Il soggetto della storia non è stato mai seriamente definito perché esso è il movimento dell'uomo con i mezzi di produzione che volta per volta determina classi sociali. Lo SCAMBIO è quello stranissimo movimento che muove l'insieme del moto-modo di produzione capitalistico.
La borghesia - tanto per fornire una identificazione - è l'espressione storica cui giunge l'uomo superando il feudalesimo sviluppando la Rivoluzione industriale. Dunque la borghesia non pre-esiste alla rivoluzione industriale ma ne è un prodotto di essa come pure il proletariato e tutte le altre classi che si tengono poi insieme attraverso la giostra del modo di produzione capitalistico.
Noi comunisti abbiamo assunto dal Manifesto di Marx Engels una tesi del tutto erronea e non abbiamo la forza di metterla in discussione.
Prima lo facciamo e meglio è.
Può il "capitalismo" essere combattuto e/o abbattuto col permanere delle sue leggi e la sua forza?

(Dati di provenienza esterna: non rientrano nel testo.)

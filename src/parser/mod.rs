//! Profiling statistics parsing and schema definitions.
//!
//! This module handles:
//! - Input schema (function ids, call stats, per-caller edges)
//! - Reading statistics documents from JSON
//! - Validating stat values

pub mod schema;
pub mod stats_reader;

// Re-export main types
pub use schema::{CallStat, CallerStat, FunctionId, FunctionRecord, StatsFile};
pub use stats_reader::{parse_stats, read_stats, validate_record};
//! Flame layout: positioned blocks computed from a call graph.
//!
//! Two panels are produced from the same graph:
//! - forward blocks, the call tree below the synthetic root
//! - caller blocks, an inverted panel showing where each function's time comes from
//!
//! Widths and offsets are in the graph's own time unit; emitters scale them
//! against the root weight.

use super::backward::layout_backward;
use super::forward::{count_edge_paths, layout_forward};
use crate::callgraph::StatsGraph;
use crate::parser::schema::{CallStat, FunctionId};
use crate::utils::config::DEFAULT_THRESHOLD_PERCENT;
use log::{debug, info};
use serde::Serialize;
use std::rc::Rc;

/// Palette selector for a block
#[derive(Debug, Clone, Copy, PartialEq, Eq, Hash, Serialize)]
#[serde(rename_all = "snake_case")]
pub enum ColorBucket {
    /// Ordinary call-tree block
    Normal,

    /// First block of a path reached through a multiply-reached edge
    Recursive,

    /// Caller panel, depth 0, function without callers
    RootLike,

    /// Caller panel, aggregated ancestor above depth 0
    Merged,
}

/// One positioned rectangle of the flame graph
#[derive(Debug, Clone, PartialEq, Serialize)]
pub struct Block {
    /// Call chain from the root down to this function (forward blocks only)
    pub trace: Vec<FunctionId>,

    /// Row, counted from the root side
    pub level: usize,

    /// Short name drawn inside the block
    pub name: String,

    /// Stable `file:line:name` label
    pub label: String,

    /// Hover text with percentage and counts
    pub tooltip: String,

    /// Portion of the width not covered by drawn children
    pub self_width: f64,

    pub width: f64,

    /// Horizontal offset from the left edge of the panel
    pub x: f64,

    pub color: ColorBucket,
}

impl Block {
    pub(crate) fn new(
        function: &FunctionId,
        stat: &CallStat,
        share: f64,
        level: usize,
        x: f64,
        width: f64,
        color: ColorBucket,
    ) -> Self {
        let label = function.label();
        let tooltip = format!(
            "{} {:.2}% ({} {} {} {})",
            label,
            share * 100.0,
            stat.call_count,
            stat.primitive_call_count,
            stat.self_time,
            stat.cumulative_time
        );

        Self {
            trace: Vec::new(),
            level,
            name: function.name.clone(),
            label,
            tooltip,
            self_width: width,
            width,
            x,
            color,
        }
    }

    pub(crate) fn with_trace(mut self, trace: Vec<FunctionId>, self_width: f64) -> Self {
        self.trace = trace;
        self.self_width = self_width;
        self
    }
}

/// Layout options
#[derive(Debug, Clone)]
pub struct LayoutConfig {
    /// Blocks narrower than this fraction of the root weight are pruned
    pub threshold: f64,
}

impl Default for LayoutConfig {
    fn default() -> Self {
        Self {
            threshold: DEFAULT_THRESHOLD_PERCENT / 100.0,
        }
    }
}

impl LayoutConfig {
    pub fn new() -> Self {
        Self::default()
    }

    pub fn with_threshold(mut self, threshold: f64) -> Self {
        self.threshold = threshold;
        self
    }

    /// Threshold given in percent, as on the command line
    pub fn with_threshold_percent(self, percent: f64) -> Self {
        self.with_threshold(percent / 100.0)
    }
}

/// Both panels of a flame graph
#[derive(Debug, Clone, PartialEq, Serialize)]
pub struct Layout {
    /// Call tree below the root
    pub blocks: Vec<Block>,

    /// Inverted caller panel
    pub caller_blocks: Vec<Block>,

    /// Width of the whole graph in time units
    pub root_weight: f64,
}

impl Layout {
    pub fn is_empty(&self) -> bool {
        self.blocks.is_empty() && self.caller_blocks.is_empty()
    }
}

/// Compute both panels for a graph
///
/// **Public** - main entry point for layout
pub fn prepare(graph: &StatsGraph, config: &LayoutConfig) -> Layout {
    let multiplicity = count_edge_paths(graph);
    debug!("Counted paths for {} edges", multiplicity.len());

    let blocks = layout_forward(graph, &multiplicity, config.threshold);
    let caller_blocks = layout_backward(graph, config.threshold);

    info!(
        "Layout ready: {} blocks, {} caller blocks (threshold {})",
        blocks.len(),
        caller_blocks.len(),
        config.threshold
    );

    Layout {
        blocks,
        caller_blocks,
        root_weight: graph.total_weight(),
    }
}

/// Keys visited along the current path, shared between sibling frames
///
/// Extending a path allocates one link; the parent path is untouched.
#[derive(Debug)]
pub(crate) struct PathSet<K>(Option<Rc<PathLink<K>>>);

#[derive(Debug)]
struct PathLink<K> {
    key: K,
    parent: PathSet<K>,
}

impl<K> Default for PathSet<K> {
    fn default() -> Self {
        Self(None)
    }
}

impl<K> Clone for PathSet<K> {
    fn clone(&self) -> Self {
        Self(self.0.clone())
    }
}

impl<K: PartialEq> PathSet<K> {
    pub(crate) fn contains(&self, key: &K) -> bool {
        let mut link = self.0.as_deref();
        while let Some(current) = link {
            if current.key == *key {
                return true;
            }
            link = current.parent.0.as_deref();
        }
        false
    }

    pub(crate) fn with(&self, key: K) -> Self {
        Self(Some(Rc::new(PathLink {
            key,
            parent: self.clone(),
        })))
    }
}
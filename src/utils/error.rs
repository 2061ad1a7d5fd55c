//! Error types for the entire application.
//!
//! We use `thiserror` for library-style errors with custom types,
//! and `anyhow` for application-level error propagation in main.rs and commands.

use thiserror::Error;

/// Errors that can occur while reading profiling statistics
#[derive(Error, Debug)]
pub enum ParseError {
    #[error("JSON deserialization failed: {0}")]
    JsonError(#[from] serde_json::Error),

    #[error("Failed to read statistics file: {0}")]
    Io(#[from] std::io::Error),

    #[error("Invalid statistics format: {0}")]
    InvalidFormat(String),
}

/// Errors that can occur while building the call graph
///
/// All of these mean the input is structurally invalid; nothing is rendered.
#[derive(Error, Debug, PartialEq)]
pub enum GraphError {
    #[error("call edge {caller} -> {callee} is defined more than once")]
    DuplicateEdge { caller: String, callee: String },

    #[error("{callee} lists caller {caller}, which has no statistics of its own")]
    UnknownCaller { caller: String, callee: String },

    #[error("no functions in profiling statistics")]
    EmptyGraph,
}

/// Errors that can occur during flamegraph generation
#[derive(Error, Debug)]
pub enum FlamegraphError {
    #[error("No forward blocks to render")]
    EmptyStacks,

    #[error("Inferno rendering failed: {0}")]
    Render(String),
}

/// Errors that can occur during file output
#[derive(Error, Debug)]
pub enum OutputError {
    #[error("Failed to write file: {0}")]
    WriteFailed(#[from] std::io::Error),

    #[error("Failed to serialize JSON: {0}")]
    SerializationFailed(#[from] serde_json::Error),

    #[error("Invalid output path: {0}")]
    InvalidPath(String),
}
//! Call graph reconstruction from aggregated statistics.
//!
//! This module turns per-function records into:
//! - A directed graph of functions and call edges
//! - A resolved root set under one synthetic root node

pub mod builder;
pub mod graph;
pub mod roots;

// Re-export main types and functions
pub use builder::{FuncNode, GraphBuilder, NodeId};
pub use graph::StatsGraph;
pub use roots::{resolve_roots, RootResolution};

use crate::parser::schema::FunctionRecord;
use crate::utils::error::GraphError;
use log::info;

/// Build the graph and resolve its roots in one go
pub fn build_graph(records: impl IntoIterator<Item = FunctionRecord>) -> Result<StatsGraph, GraphError> {
    let graph = GraphBuilder::from_records(records)?.resolve_roots();

    info!(
        "Call graph: {} functions, {} edges, root weight {} ({})",
        graph.function_count(),
        graph.edge_count(),
        graph.total_weight(),
        graph.resolution().summary()
    );

    Ok(graph)
}
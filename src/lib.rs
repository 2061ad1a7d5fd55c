//! flameprof
//!
//! Flame graphs from aggregated per-call-edge profiling statistics.
//!
//! Profilers that only record totals per (caller, callee) pair lose the
//! exact call stacks. This crate rebuilds the call graph from those totals,
//! infers a consistent root, and distributes each function's time over its
//! call paths to produce:
//!
//! - a two-panel SVG flame graph (call tree plus inverted caller view)
//! - collapsed stack lines for flamegraph.pl, inferno or speedscope
//! - a JSON block list for other renderers
//!
//! ## Getting Started
//!
//! ```bash
//! flameprof render stats.json -o profile.svg
//! flameprof render stats.json --format log > profile.log
//! ```

pub mod callgraph;
pub mod commands;
pub mod flamegraph;
pub mod output;
pub mod parser;
pub mod utils;
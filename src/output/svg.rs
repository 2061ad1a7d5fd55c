//! SVG flamegraph output writer.
//!
//! Writes SVG content to files with proper encoding.

use super::{ensure_parent_dir, validate_path};
use crate::utils::error::OutputError;
use log::{debug, info};
use std::fs::File;
use std::io::{BufWriter, Write};
use std::path::Path;

/// Write SVG content to a file
///
/// **Public** - main entry point for SVG output
///
/// # Errors
/// * `OutputError::WriteFailed` - I/O error during write
/// * `OutputError::InvalidPath` - Path is invalid
///
/// # Example
/// ```ignore
/// let svg = generate_flamegraph(&layout, None);
/// write_svg(&svg, "profile.svg")?;
/// ```
pub fn write_svg(svg_content: &str, output_path: impl AsRef<Path>) -> Result<(), OutputError> {
    let output_path = output_path.as_ref();

    info!("Writing SVG to: {}", output_path.display());

    validate_path(output_path)?;

    if let Some(ext) = output_path.extension() {
        if ext != "svg" {
            debug!("File does not have .svg extension: {}", output_path.display());
        }
    }

    ensure_parent_dir(output_path)?;

    let file = File::create(output_path).map_err(OutputError::WriteFailed)?;
    let mut writer = BufWriter::new(file);

    writer
        .write_all(svg_content.as_bytes())
        .map_err(OutputError::WriteFailed)?;
    writer.flush().map_err(OutputError::WriteFailed)?;

    let file_size = svg_content.len();
    info!(
        "SVG written successfully ({} bytes, {:.2} KB)",
        file_size,
        file_size as f64 / 1024.0
    );

    Ok(())
}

NO, NO, è ancora mille volte NO, perché o implode per le sue stesse leggi oppure continua finché esse lo sorreggono nella sua forza data dal M-D-M' e D-M-D'.
Il che vuol dire: estrazione di materie prime, produzione di merci, vendita di merci, riproduzione maggiorato di capitale, reinvestmenti, produzione, estrazione perciò di plusvalore e vendita di merci all'infinito.

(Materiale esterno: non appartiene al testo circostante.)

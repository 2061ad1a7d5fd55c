//! JSON output writer.
//!
//! Writes the computed block lists for external rectangle renderers, and
//! normalised copies of the input statistics.

use super::{ensure_parent_dir, validate_path};
use crate::flamegraph::layout::{Block, Layout};
use crate::parser::schema::{FunctionRecord, StatsFile};
use crate::utils::config::SCHEMA_VERSION;
use crate::utils::error::OutputError;
use log::{debug, info};
use serde::Serialize;
use std::fs::File;
use std::io::BufWriter;
use std::path::Path;

/// Exported layout document
#[derive(Debug, Serialize)]
struct LayoutExport<'a> {
    /// Schema version for compatibility checking
    version: &'a str,

    /// Timestamp when the export was generated
    generated_at: String,

    root_weight: f64,
    blocks: &'a [Block],
    caller_blocks: &'a [Block],
}

impl<'a> LayoutExport<'a> {
    fn new(layout: &'a Layout) -> Self {
        Self {
            version: SCHEMA_VERSION,
            generated_at: chrono::Utc::now().to_rfc3339(),
            root_weight: layout.root_weight,
            blocks: &layout.blocks,
            caller_blocks: &layout.caller_blocks,
        }
    }
}

/// Serialize a layout to pretty JSON
pub fn layout_to_string(layout: &Layout) -> Result<String, OutputError> {
    serde_json::to_string_pretty(&LayoutExport::new(layout)).map_err(OutputError::SerializationFailed)
}

/// Write a layout as JSON
///
/// **Public** - main entry point for the structured block export
///
/// # Errors
/// * `OutputError::WriteFailed` - I/O error during write
/// * `OutputError::SerializationFailed` - JSON serialization error
/// * `OutputError::InvalidPath` - Path cannot be created or is invalid
pub fn write_layout(layout: &Layout, output_path: impl AsRef<Path>) -> Result<(), OutputError> {
    let output_path = output_path.as_ref();
    info!("Writing layout to: {}", output_path.display());

    write_json(&LayoutExport::new(layout), output_path)?;

    info!(
        "Layout written successfully ({} bytes)",
        calculate_file_size(output_path)
    );
    Ok(())
}

/// Write a normalised copy of the input statistics
pub fn write_stats(records: &[FunctionRecord], output_path: impl AsRef<Path>) -> Result<(), OutputError> {
    let output_path = output_path.as_ref();
    info!("Saving statistics to: {}", output_path.display());

    let stats = StatsFile {
        version: SCHEMA_VERSION.to_string(),
        functions: records.to_vec(),
    };
    write_json(&stats, output_path)
}

fn write_json<T: Serialize>(value: &T, output_path: &Path) -> Result<(), OutputError> {
    validate_path(output_path)?;
    ensure_parent_dir(output_path)?;

    let file = File::create(output_path).map_err(OutputError::WriteFailed)?;
    let writer = BufWriter::new(file);

    serde_json::to_writer_pretty(writer, value).map_err(OutputError::SerializationFailed)?;
    debug!("JSON written to {}", output_path.display());

    Ok(())
}

/// Calculate file size in bytes
///
/// **Private** - internal utility
fn calculate_file_size(path: &Path) -> u64 {
    std::fs::metadata(path).map(|m| m.len()).unwrap_or(0)
}

#[cfg(test)]
mod tests {
    use super::*;
    use crate::flamegraph::layout::ColorBucket;
    use crate::parser::read_stats;
    use crate::parser::schema::{CallStat, FunctionId};
    use tempfile::NamedTempFile;

    fn create_test_layout() -> Layout {
        let id = FunctionId::new("app.py", 1, "main");
        let block = Block::new(&id, &CallStat::new(1, 1, 1.0, 2.0), 1.0, 0, 0.0, 2.0, ColorBucket::Normal)
            .with_trace(vec![id.clone()], 1.0);

        Layout {
            blocks: vec![block.clone()],
            caller_blocks: vec![block],
            root_weight: 2.0,
        }
    }

    #[test]
    fn test_layout_to_string() {
        let json = layout_to_string(&create_test_layout()).unwrap();
        let value: serde_json::Value = serde_json::from_str(&json).unwrap();

        assert_eq!(value["version"], SCHEMA_VERSION);
        assert_eq!(value["root_weight"], 2.0);
        assert_eq!(value["blocks"][0]["name"], "main");
        assert_eq!(value["blocks"][0]["color"], "normal");
        assert_eq!(value["blocks"][0]["trace"][0]["file"], "app.py");
        assert!(value["generated_at"].is_string());
    }

    #[test]
    fn test_write_layout_creates_parent_dirs() {
        let temp_dir = tempfile::tempdir().unwrap();
        let nested_path = temp_dir.path().join("nested/dirs/layout.json");

        write_layout(&create_test_layout(), &nested_path).unwrap();

        assert!(nested_path.exists());
    }

    #[test]
    fn test_write_and_read_stats() {
        let records = vec![
            FunctionRecord::new(FunctionId::new("app.py", 1, "main"), CallStat::new(1, 1, 0.5, 1.0)),
            FunctionRecord::new(FunctionId::new("app.py", 5, "work"), CallStat::new(2, 2, 0.5, 0.5))
                .called_by(FunctionId::new("app.py", 1, "main"), CallStat::new(2, 2, 0.5, 0.5)),
        ];
        let temp_file = NamedTempFile::new().unwrap();

        write_stats(&records, temp_file.path()).unwrap();
        let loaded = read_stats(temp_file.path()).unwrap();

        assert_eq!(loaded, records);
    }

    #[test]
    fn test_write_layout_to_directory_fails() {
        let temp_dir = tempfile::tempdir().unwrap();
        assert!(write_layout(&create_test_layout(), temp_dir.path()).is_err());
    }
}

Finché questa giostra è possibile non c' è nessuna possibilità di parlare di Comunismo o qualsivoglia alternativa al capitalismo anche se variamente definito.
Dobbiamo dunque rassegnarci al capitalismo come modello e movimento storico privo di fine? No è poi NO, perché tutto ciò che è movimento ha un inizio, uno sviluppo e una fine.

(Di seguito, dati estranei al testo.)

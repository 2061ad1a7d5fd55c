//! Block colours.
//!
//! Each colour bucket has a small gradient palette. A block picks its entry
//! by hashing its stable label, so the same function keeps the same colour
//! across renders.

use super::layout::ColorBucket;
use sha1::{Digest, Sha1};

/// RGB triple
pub type Rgb = (u8, u8, u8);

/// `size` colours stepping from `start` towards `end` (end excluded)
fn gradient(start: Rgb, end: Rgb, size: i32) -> Vec<Rgb> {
    let channel = |s: u8, e: u8, i: i32| -> u8 {
        let (s, e) = (i32::from(s), i32::from(e));
        (s + ((e - s) * i).div_euclid(size)) as u8
    };

    (0..size)
        .map(|i| {
            (
                channel(start.0, end.0, i),
                channel(start.1, end.1, i),
                channel(start.2, end.2, i),
            )
        })
        .collect()
}

/// Palette for a colour bucket
pub fn palette(bucket: ColorBucket) -> Vec<Rgb> {
    match bucket {
        ColorBucket::Normal => gradient((255, 240, 141), (255, 65, 34), 7),
        ColorBucket::Recursive => gradient((44, 255, 210), (113, 194, 0), 5),
        ColorBucket::RootLike => gradient((230, 230, 255), (150, 150, 255), 5),
        ColorBucket::Merged => gradient((190, 190, 190), (240, 240, 240), 7),
    }
}

/// Map a label into `[0, 1)`: first four SHA-1 bytes, big-endian, over 2^32
pub fn name_hash(label: &str) -> f64 {
    let digest = Sha1::digest(label.as_bytes());
    let prefix = u32::from_be_bytes([digest[0], digest[1], digest[2], digest[3]]);
    f64::from(prefix) / 4_294_967_296.0
}

/// Stable fill colour for a label in a bucket
pub fn block_color(bucket: ColorBucket, label: &str) -> Rgb {
    let colors = palette(bucket);
    let index = (colors.len() as f64 * name_hash(label)) as usize;
    colors[index.min(colors.len() - 1)]
}

/// CSS `rgb(r,g,b)` notation
pub fn css_rgb(color: Rgb) -> String {
    format!("rgb({},{},{})", color.0, color.1, color.2)
}

#[cfg(test)]
mod tests {
    use super::*;

    #[test]
    fn test_normal_palette_endpoints() {
        let colors = palette(ColorBucket::Normal);
        assert_eq!(colors.len(), 7);
        assert_eq!(colors[0], (255, 240, 141));
        assert_eq!(colors[1], (255, 215, 125));
        assert_eq!(colors[6], (255, 90, 49));
    }

    #[test]
    fn test_gradient_floors_negative_steps() {
        // (34 - 141) / 7 = -15.3 floors to -16
        let colors = palette(ColorBucket::Normal);
        assert_eq!(colors[1].2, 141 - 16);

        let recursive = palette(ColorBucket::Recursive);
        assert_eq!(recursive[1], (57, 242, 168));
    }

    #[test]
    fn test_palette_sizes() {
        assert_eq!(palette(ColorBucket::Recursive).len(), 5);
        assert_eq!(palette(ColorBucket::RootLike).len(), 5);
        assert_eq!(palette(ColorBucket::Merged).len(), 7);
    }

    #[test]
    fn test_name_hash_range_and_stability() {
        for label in ["", "a.py:1:main", "~:0:<built-in method time.sleep>"] {
            let h = name_hash(label);
            assert!((0.0..1.0).contains(&h));
            assert_eq!(h, name_hash(label));
        }
    }

    #[test]
    fn test_name_hash_known_value() {
        // sha1("abc") = a9993e36...
        assert_eq!(name_hash("abc"), f64::from(0xa9993e36u32) / 4_294_967_296.0);
    }

    #[test]
    fn test_block_color_comes_from_bucket_palette() {
        let color = block_color(ColorBucket::Merged, "app.py:1:main");
        assert!(palette(ColorBucket::Merged).contains(&color));
        assert_eq!(css_rgb((1, 2, 3)), "rgb(1,2,3)");
    }
}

Il modo di produzione capitalistico ha imboccato l'ultima fase, quella che lo porterà al l'implosione.
Chi vivrà vedrà.
Michele Castaldo
Ora la domanda non è se sia possibile produrre senza produrre merci, ma in che modo potrebbe essere possibile abolire lo scambio quale fattore di produzione di valore che a sua volta è la produzione della maledetta "merce".
È questo il masso di granito duro da masticare. Perché l'uomo con l'esaurirsi del moto-modo di produzione per implosione - ormai avviato - sarà chiamato a decidere in che modo organizzare il suo rapporto con i mezzi di produzione evitando di riprodurre lo SCAMBIO.
Per quanto strano possa apparire questa è la questione che abbiamo di fronte. E.... scusate se è poco.
Michele Castaldo
Purtroppo nel secolo scorso parecchio "marxismo" e a cascata sindacalismo, hanno assunto il feticcio industriale separato dal tutto come super-feticcio ... ma era necessario passare per i disastri ecologici e l'inquinamento puntuale del territorio e intimo del vivente.
Le due nefaste conseguenze culturali sono:
l'acritica adesione/sottomissione dei lavoratori a qualunque paradigma industriale pur di "avere un posto di lavoro"
l'ecologismo piccolo borghese moralistico, infantilizzante che ci appioppa la "colpa" dei consumi evitando accuratamente qualsiasi critica radicale.
La questione "climatica" e l'adesione emotiva ad essa andrebbe ri-criticata come super-feticcio ad uso e consumo dei capitalisti.